Advice for healthcare professionals:
- communicating hydrocephalus has been rarely reported during treatment with nusinersen; most cases developed after 2 to 4 loading doses
- discuss the risk of communicating hydrocephalus and its clinical features with patients and their caregivers
- advise them to seek urgent medical attention if any possible symptoms or signs develop including: persistent vomiting or headache, decreased consciousness, or a rapid increase in head size in children
- consider communicating hydrocephalus in the differential diagnosis of any patient with suggestive symptoms and signs and investigate them urgently
- refer patients with hydrocephalus to a neurosurgeon as soon as possible as they may require treatment with a CSF shunt
- if a CSF shunt is considered necessary, prescribers should inform patients and their carers that the benefits and risks of continued nusinersen treatment in patients with CSF shunts are not known (see below)
- report any suspected adverse drug reactions to nusinersen on a Yellow Card, including hydrocephalus or any problems after insertion of a CSF shunt
Nusinersen (Spinraza▼) is an antisense oligonucleotide indicated for the treatment of 5q spinal muscular atrophy that was first authorised in December 2016. Nusinersen is given intrathecally by lumbar puncture as 4 loading doses on days 0, 14, 28, and 63 of therapy, followed by maintenance doses every 4 months.
Reports of communicating hydrocephalus
Worldwide, 5 cases of communicating hydrocephalus have been reported up to 6 July 2018 during routine clinical use of nusinersen. Of the 5 cases, 4 were children with spinal muscular atrophy type 1 who presented with signs of hydrocephalus after receiving 2 to 4 loading doses and one was an adult with scoliosis. Three of the children required cerebrospinal fluid (CSF) drainage procedures and continued nusinersen treatment (2 had ventriculoperitoneal shunts). One child did not require a CSF shunt and is being monitored after nusinersen was discontinued.
There is no known association between spinal muscular atrophy and communicating hydrocephalus and investigations did not reveal an underlying cause such as intracranial haemorrhage or infection.
Worldwide, up to 30 September 2017, approximately 1,437 patients have received nusinersen in routine clinical practice (439 patient-years). We have not received any reports of hydrocephalus associated with nusinersen treatment in the UK, although usage is currently very limited.
Discuss with patients, and their caregivers if necessary, the risk of hydrocephalus and advise them to seek urgent medical attention if any signs or symptoms of hydrocephalus develop including persistent vomiting or headache, seizures, decreased consciousness, or a rapid increase in head size in children.
Hydrocephalus should be considered in any patient with suggestive clinical features and confirmed cases should be referred urgently to a neurosurgeon for advice on further management.
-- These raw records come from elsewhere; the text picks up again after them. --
use std::collections::BTreeMap;

use chrono::{DateTime, Utc};
use serde::{Deserialize, Serialize};

/// One observation in a time series (last = most recent).
#[derive(Debug, Clone, Serialize, Deserialize, PartialEq)]
pub struct SeriesPoint {
    pub timestamp: DateTime<Utc>,
    pub value: f64,
}

/// A short text item about the subject (headline, filing excerpt, note).
#[derive(Debug, Clone, Serialize, Deserialize, PartialEq)]
pub struct TextItem {
    pub source: String,
    pub text: String,
    pub published_at: Option<DateTime<Utc>>,
}

/// Read-only bundle of facts about a subject, shared by every agent in a run.
///
/// Absent fields are absent: accessors return `None` and nothing is
/// defaulted to zero.
#[derive(Debug, Clone, Serialize, Deserialize, PartialEq)]
pub struct Dataset {
    pub subject_id: String,
    #[serde(default)]
    pub metrics: BTreeMap<String, f64>,
    #[serde(default)]
    pub series: BTreeMap<String, Vec<SeriesPoint>>,
    #[serde(default)]
    pub texts: Vec<TextItem>,
    pub fetched_at: DateTime<Utc>,
}

impl Dataset {
    pub fn new(subject_id: impl Into<String>) -> Self {
        Self {
            subject_id: subject_id.into(),
            metrics: BTreeMap::new(),
            series: BTreeMap::new(),
            texts: Vec::new(),
            fetched_at: Utc::now(),
        }
    }

    pub fn with_metric(mut self, name: impl Into<String>, value: f64) -> Self {
        self.metrics.insert(name.into(), value);
        self
    }

    pub fn with_series(mut self, name: impl Into<String>, points: Vec<SeriesPoint>) -> Self {
        self.series.insert(name.into(), points);
        self
    }

    pub fn with_text(mut self, source: impl Into<String>, text: impl Into<String>) -> Self {
        self.texts.push(TextItem {
            source: source.into(),
            text: text.into(),
            published_at: None,
        });
        self
    }

    /// Non-finite values are reported as missing.
    pub fn metric(&self, name: &str) -> Option<f64> {
        self.metrics.get(name).copied().filter(|v| v.is_finite())
    }

    pub fn series(&self, name: &str) -> Option<&[SeriesPoint]> {
        self.series
            .get(name)
            .map(Vec::as_slice)
            .filter(|points| !points.is_empty())
    }

    /// Series values in chronological order.
    pub fn series_values(&self, name: &str) -> Option<Vec<f64>> {
        self.series(name)
            .map(|points| points.iter().map(|p| p.value).collect())
    }

    pub fn has_field(&self, name: &str) -> bool {
        self.metric(name).is_some() || self.series(name).is_some()
    }

    /// Fraction of `expected` field names present as a metric or series.
    /// An empty expectation is trivially complete.
    pub fn completeness(&self, expected: &[&str]) -> f64 {
        if expected.is_empty() {
            return 1.0;
        }
        let present = expected.iter().filter(|f| self.has_field(f)).count();
        present as f64 / expected.len() as f64
    }
}
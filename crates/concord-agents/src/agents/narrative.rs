use std::sync::Arc;

use async_trait::async_trait;
use concord_models::{Dataset, Signal};
use serde_json::json;
use tracing::{debug, warn};

use crate::agent::{Agent, LazyCapability};
use crate::agents::vote;
use crate::capability::{ChatCompletion, ChatOptions, KeywordIndex, Passage, Retriever};
use crate::confidence::{CalibrationContext, ConfidenceCalculator};
use crate::error::AgentError;
use crate::parser::parse_verdict;
use crate::prompts::{narrative_system_prompt, narrative_user_prompt};
use crate::sentiment::{map_compound, SentimentScorer};

/// Passages needed for full completeness credit.
const EXPECTED_PASSAGES: usize = 3;
/// Confidence multiplier when the chat model was unavailable.
const FALLBACK_DISCOUNT: f64 = 0.85;

fn search_query(subject_id: &str) -> String {
    format!("{subject_id} outlook guidance demand earnings revenue growth results")
}

/// Asks a chat model for a verdict on the passages retrieved for a subject.
///
/// Without a configured retriever, the dataset's own text items are indexed
/// per call. When the chat model fails, the passages are sentiment-scored
/// instead.
pub struct NarrativeAgent {
    name: String,
    chat: LazyCapability<dyn ChatCompletion>,
    retriever: Option<LazyCapability<dyn Retriever>>,
    scorer: Arc<SentimentScorer>,
    calculator: Arc<dyn ConfidenceCalculator>,
}

impl NarrativeAgent {
    pub fn new(
        name: &str,
        chat: LazyCapability<dyn ChatCompletion>,
        scorer: Arc<SentimentScorer>,
        calculator: Arc<dyn ConfidenceCalculator>,
    ) -> Self {
        Self {
            name: name.to_string(),
            chat,
            retriever: None,
            scorer,
            calculator,
        }
    }

    pub fn with_retriever(mut self, retriever: LazyCapability<dyn Retriever>) -> Self {
        self.retriever = Some(retriever);
        self
    }

    async fn passages(&self, subject_id: &str, dataset: &Dataset) -> Vec<Passage> {
        let query = search_query(subject_id);
        if let Some(retriever) = &self.retriever {
            let found = match retriever.get().await {
                Ok(retriever) => retriever
                    .search(&query, subject_id)
                    .await
                    .map_err(|e| e.to_string()),
                Err(e) => Err(e.to_string()),
            };
            match found {
                Ok(passages) if !passages.is_empty() => return passages,
                Ok(_) => debug!(agent = %self.name, "Retriever found no passages, using dataset texts"),
                Err(e) => warn!(agent = %self.name, error = %e, "Retriever unavailable, using dataset texts"),
            }
        }

        let index = KeywordIndex::from_dataset(subject_id, dataset);
        match index.search(&query, subject_id).await {
            Ok(passages) => passages,
            Err(e) => {
                warn!(agent = %self.name, error = %e, "Dataset index search failed");
                Vec::new()
            }
        }
    }

    async fn ask_chat(&self, subject_id: &str, passages: &[Passage]) -> Result<(f64, String), AgentError> {
        let chat = self.chat.get().await?;
        let options = ChatOptions::with_system_prompt(narrative_system_prompt());
        let raw = chat
            .complete(&narrative_user_prompt(subject_id, passages), &options)
            .await
            .map_err(|e| AgentError::Dependency(e.to_string()))?;
        let verdict = parse_verdict(&raw)?;
        Ok((verdict.score, verdict.reasoning))
    }
}

#[async_trait]
impl Agent for NarrativeAgent {
    fn name(&self) -> &str {
        &self.name
    }

    async fn analyze(&self, subject_id: &str, dataset: &Dataset) -> Result<Signal, AgentError> {
        let passages = self.passages(subject_id, dataset).await;
        let completeness = (passages.len() as f64 / EXPECTED_PASSAGES as f64).min(1.0);
        let context = CalibrationContext::new().with_completeness(completeness);

        if passages.is_empty() {
            // Nothing to read: only worth reporting which side is missing.
            self.chat.get().await?;
            return Err(AgentError::Analysis(format!(
                "no narrative passages found for {subject_id}"
            )));
        }

        match self.ask_chat(subject_id, &passages).await {
            Ok((score, reasoning)) => {
                let (direction, raw) = map_compound(score);
                let confidence = self.calculator.calibrate(raw, &context);
                Ok(Signal::new(direction, confidence, reasoning)?
                    .with_metadata("method", json!("chat"))
                    .with_metadata("score", json!(score))
                    .with_metadata("passages", json!(passages.len())))
            }
            Err(e) => {
                warn!(agent = %self.name, error = %e, "Chat verdict unavailable, scoring passages directly");
                let vote = vote(&self.scorer, passages.iter().map(|p| p.text.as_str()))
                    .ok_or_else(|| AgentError::Analysis("no passages to score".to_string()))?;
                let confidence = self.calculator.calibrate(vote.confidence, &context) * FALLBACK_DISCOUNT;
                let reasoning = format!(
                    "{}/{} passages about {subject_id} read {} (chat unavailable: {e})",
                    vote.agreeing, vote.total, vote.direction
                );
                Ok(Signal::new(vote.direction, confidence, reasoning)?
                    .with_metadata("method", json!("sentiment_fallback"))
                    .with_metadata("passages", json!(passages.len())))
            }
        }
    }
}

#[cfg(test)]
mod tests {
    use super::*;
    use crate::confidence::EnhancedCalculator;
    use crate::test_support::CannedChat;
    use concord_models::Direction;

    fn agent(chat: LazyCapability<dyn ChatCompletion>) -> NarrativeAgent {
        NarrativeAgent::new(
            "narrative",
            chat,
            Arc::new(SentimentScorer::default()),
            Arc::new(EnhancedCalculator::default()),
        )
    }

    fn canned(reply: &str) -> LazyCapability<dyn ChatCompletion> {
        LazyCapability::ready("chat", Arc::new(CannedChat::reply(reply)) as Arc<dyn ChatCompletion>)
    }

    fn dataset() -> Dataset {
        Dataset::new("ACME")
            .with_text("wire", "ACME raised guidance on strong demand")
            .with_text("blog", "ACME earnings beat estimates")
            .with_text("forum", "Unrelated chatter about the weather")
    }

    #[tokio::test]
    async fn chat_verdict_drives_signal() {
        let agent = agent(canned(r#"{"score": -0.6, "reasoning": "Guidance looks fragile"}"#));
        let signal = agent.analyze("ACME", &dataset()).await.unwrap();
        assert_eq!(signal.direction(), Direction::Bearish);
        assert_eq!(signal.reasoning(), "Guidance looks fragile");
        assert_eq!(signal.metadata()["method"], "chat");
        assert_eq!(signal.metadata()["passages"], 2);
    }

    #[tokio::test]
    async fn chat_failure_falls_back_to_sentiment() {
        let agent = agent(LazyCapability::ready(
            "chat",
            Arc::new(CannedChat::rate_limited()) as Arc<dyn ChatCompletion>,
        ));
        let signal = agent.analyze("ACME", &dataset()).await.unwrap();
        assert_eq!(signal.direction(), Direction::Bullish);
        assert_eq!(signal.metadata()["method"], "sentiment_fallback");
    }

    #[tokio::test]
    async fn unparseable_verdict_falls_back() {
        let agent = agent(canned("I think it looks fine."));
        let signal = agent.analyze("ACME", &dataset()).await.unwrap();
        assert_eq!(signal.metadata()["method"], "sentiment_fallback");
    }

    #[tokio::test]
    async fn dataset_texts_are_found_under_the_requested_subject() {
        let agent = agent(canned(r#"{"score": 0.5, "reasoning": "Demand is strong"}"#));
        let signal = agent.analyze("acme", &dataset()).await.unwrap();
        assert_eq!(signal.metadata()["method"], "chat");
        assert_eq!(signal.metadata()["passages"], 2);
    }

    #[tokio::test]
    async fn no_passages_and_no_chat_is_dependency_error() {
        let agent = agent(LazyCapability::unavailable("chat", "claude not installed"));
        let err = agent.analyze("ACME", &Dataset::new("ACME")).await.unwrap_err();
        assert!(matches!(err, AgentError::Dependency(_)));
    }

    #[tokio::test]
    async fn no_passages_with_chat_is_analysis_error() {
        let agent = agent(canned(r#"{"score": 0.1, "reasoning": "meh"}"#));
        let err = agent.analyze("ACME", &Dataset::new("ACME")).await.unwrap_err();
        assert!(matches!(err, AgentError::Analysis(_)));
    }

    #[tokio::test]
    async fn external_retriever_takes_precedence() {
        let index = KeywordIndex::default();
        index.add("ACME", "filing", "ACME guidance withdrawn amid losses");
        let agent = agent(canned(r#"{"score": -0.2, "reasoning": "Filing is negative"}"#))
            .with_retriever(LazyCapability::ready("index", Arc::new(index) as Arc<dyn Retriever>));

        let signal = agent.analyze("ACME", &dataset()).await.unwrap();
        assert_eq!(signal.metadata()["passages"], 1);
    }
}
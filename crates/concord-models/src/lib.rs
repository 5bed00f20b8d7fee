pub mod cache_schema;
pub mod config;
pub mod dataset;
pub mod outcome;
pub mod report;
pub mod signal;

pub use cache_schema::{CacheCategory, CacheRow};
pub use config::{
    AgentConfig, AgentKind, CacheConfig, CalibrationConfig, CalibrationStrategy, ChatConfig,
    ConcordConfig, OrchestratorConfig, SentimentConfig, SentimentStrategy,
};
pub use dataset::{Dataset, SeriesPoint, TextItem};
pub use outcome::{AgentFailure, AgentOutcome, FailureKind};
pub use report::{AgentReport, ConsensusResult, RunReport, REPORT_SCHEMA_VERSION};
pub use signal::{Direction, Signal, SignalError};
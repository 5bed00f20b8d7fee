use std::collections::BTreeMap;

use chrono::{DateTime, Utc};
use serde::{Deserialize, Serialize};
use uuid::Uuid;

use crate::outcome::AgentOutcome;
use crate::signal::Direction;

pub const REPORT_SCHEMA_VERSION: u32 = 1;

/// Aggregate opinion over the successful outcomes of one run.
#[derive(Debug, Clone, Serialize, Deserialize, PartialEq)]
pub struct ConsensusResult {
    /// Dominant direction.
    pub signal: Direction,
    /// Mean confidence of the agents agreeing with `signal`.
    pub confidence: f64,
    /// Fraction of successful agents matching `signal`, 0.0 to 1.0.
    pub agreement: f64,
    /// Successes per direction. Always lists all three directions.
    pub distribution: BTreeMap<Direction, usize>,
    /// Failed outcomes excluded from the computation.
    pub failed: usize,
}

impl ConsensusResult {
    pub fn successes(&self) -> usize {
        self.distribution.values().sum()
    }
}

/// Per-agent line of a run report.
#[derive(Debug, Clone, Serialize, Deserialize, PartialEq)]
pub struct AgentReport {
    pub agent_name: String,
    pub outcome: AgentOutcome,
    pub elapsed_ms: u64,
}

/// Everything a presentation layer needs about one orchestration run.
#[derive(Debug, Clone, Serialize, Deserialize, PartialEq)]
pub struct RunReport {
    pub run_id: Uuid,
    pub schema_version: u32,
    pub subject_id: String,
    pub started_at: DateTime<Utc>,
    pub consensus: ConsensusResult,
    pub agents: Vec<AgentReport>,
    pub processing_time_ms: u64,
}
use std::sync::{Arc, Mutex};
use std::time::Duration;

use async_trait::async_trait;
use chrono::{DateTime, Utc};
use concord_models::cache_schema::{key_patterns, CacheCategory, CacheRow};
use concord_models::{Dataset, SeriesPoint, TextItem};
use serde::de::DeserializeOwned;
use serde::Deserialize;
use tracing::{debug, warn};

use crate::error::CacheError;
use crate::memory::MemoryCache;
use crate::provider::DatasetProvider;
use crate::sqlite::SqliteReader;

#[derive(Deserialize)]
struct MetricValue {
    value: f64,
}

#[derive(Deserialize)]
struct TextRow {
    text: String,
    #[serde(default)]
    published_at: Option<DateTime<Utc>>,
}

/// Read-through dataset provider: moka (hot) → SQLite (shared).
///
/// A SQLite hit is assembled into a [`Dataset`] and promoted to moka.
/// SQLite access is synchronized via `Mutex` since `rusqlite::Connection` is not `Sync`.
pub struct CacheReader {
    memory: MemoryCache,
    sqlite: Mutex<SqliteReader>,
}

fn decode<T: DeserializeOwned>(row: &CacheRow) -> Result<T, CacheError> {
    serde_json::from_str(&row.value_json).map_err(|source| CacheError::Json {
        key: row.key.clone(),
        source,
    })
}

fn apply_row(dataset: &mut Dataset, row: &CacheRow) -> Result<(), CacheError> {
    let Some((_, name)) = key_patterns::parse(&row.key) else {
        debug!(key = %row.key, "Skipping row with unrecognized key");
        return Ok(());
    };

    match row.category.as_str() {
        c if c == CacheCategory::Metric.as_str() => {
            let metric: MetricValue = decode(row)?;
            dataset.metrics.insert(name.to_string(), metric.value);
        }
        c if c == CacheCategory::Series.as_str() => {
            let mut points: Vec<SeriesPoint> = decode(row)?;
            points.sort_by_key(|p| p.timestamp);
            dataset.series.insert(name.to_string(), points);
        }
        c if c == CacheCategory::Text.as_str() => {
            let items: Vec<TextRow> = decode(row)?;
            dataset.texts.extend(items.into_iter().map(|item| TextItem {
                source: name.to_string(),
                text: item.text,
                published_at: item.published_at,
            }));
        }
        other => debug!(key = %row.key, category = other, "Skipping unknown category"),
    }
    Ok(())
}

impl CacheReader {
    pub fn new(sqlite: SqliteReader, max_capacity: u64, memory_ttl: Duration) -> Self {
        Self {
            memory: MemoryCache::new(max_capacity, memory_ttl),
            sqlite: Mutex::new(sqlite),
        }
    }

    /// Assemble a dataset for a subject straight from SQLite.
    ///
    /// Rows that fail to decode are skipped with a warning so one bad write
    /// does not hide the rest of the subject's data.
    pub fn build_dataset(&self, subject: &str) -> Result<Dataset, CacheError> {
        let rows = {
            let sqlite = self
                .sqlite
                .lock()
                .map_err(|e| CacheError::Unavailable(format!("SQLite mutex poisoned: {e}")))?;
            sqlite.get_by_subject(subject)?
        };

        if rows.is_empty() {
            return Err(CacheError::SubjectNotFound(subject.to_string()));
        }

        let mut dataset = Dataset::new(subject);
        for row in &rows {
            if let Err(e) = apply_row(&mut dataset, row) {
                warn!(key = %row.key, error = %e, "Skipping malformed dataset row");
            }
        }
        Ok(dataset)
    }

    /// Get the number of subjects in the hot moka cache.
    pub fn hot_cache_size(&self) -> u64 {
        self.memory.entry_count()
    }
}

#[async_trait]
impl DatasetProvider for CacheReader {
    async fn fetch(&self, subject_id: &str) -> Result<Arc<Dataset>, CacheError> {
        if let Some(hit) = self.memory.get(subject_id).await {
            return Ok(hit);
        }

        let dataset = Arc::new(self.build_dataset(subject_id)?);
        self.memory
            .insert(subject_id.to_string(), Arc::clone(&dataset))
            .await;
        Ok(dataset)
    }
}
The effectiveness and safety of nusinersen in patients with CSF shunts has not been determined. If nusinersen is continued, prescribers should continue to monitor the response to therapy. There are no data on the complication rate of CSF shunts with continued nusinersen treatment and the elimination rate of nusinersen from the central nervous system following CSF shunt insertion has not been determined. If a CSF shunt is required, patients and their carers should be informed that the risks and benefits of nusinersen in patients with CSF shunts are not known.
Next steps and continued monitoring
The risk of hydrocephalus has been added to the product information for nusinersen and prescribing clinicians were informed of this risk by letter in August 2018. As a new medicine, the benefits and risks of this medicine are being reviewed regularly, including any further data about the risk of hydrocephalus and the effectiveness and safety of nusinersen in patients with CSF shunts. The marketing authorisation holder is also conducting additional studies into the safety of nusinersen.
Report any suspected adverse drug reactions
As for all medicines, MHRA will continue to closely monitor the safety of nusinersen. As a black triangle drug under the additional monitoring scheme, any suspected adverse drug reactions associated with nusinersen should be reported on a Yellow Card, including signs or symptoms of hydrocephalus or any problems developing after insertion of a CSF shunt such as lack of efficacy or shunt dysfunction.
Article citation: Drug Safety Update volume 12, issue 2; September 2018: 4.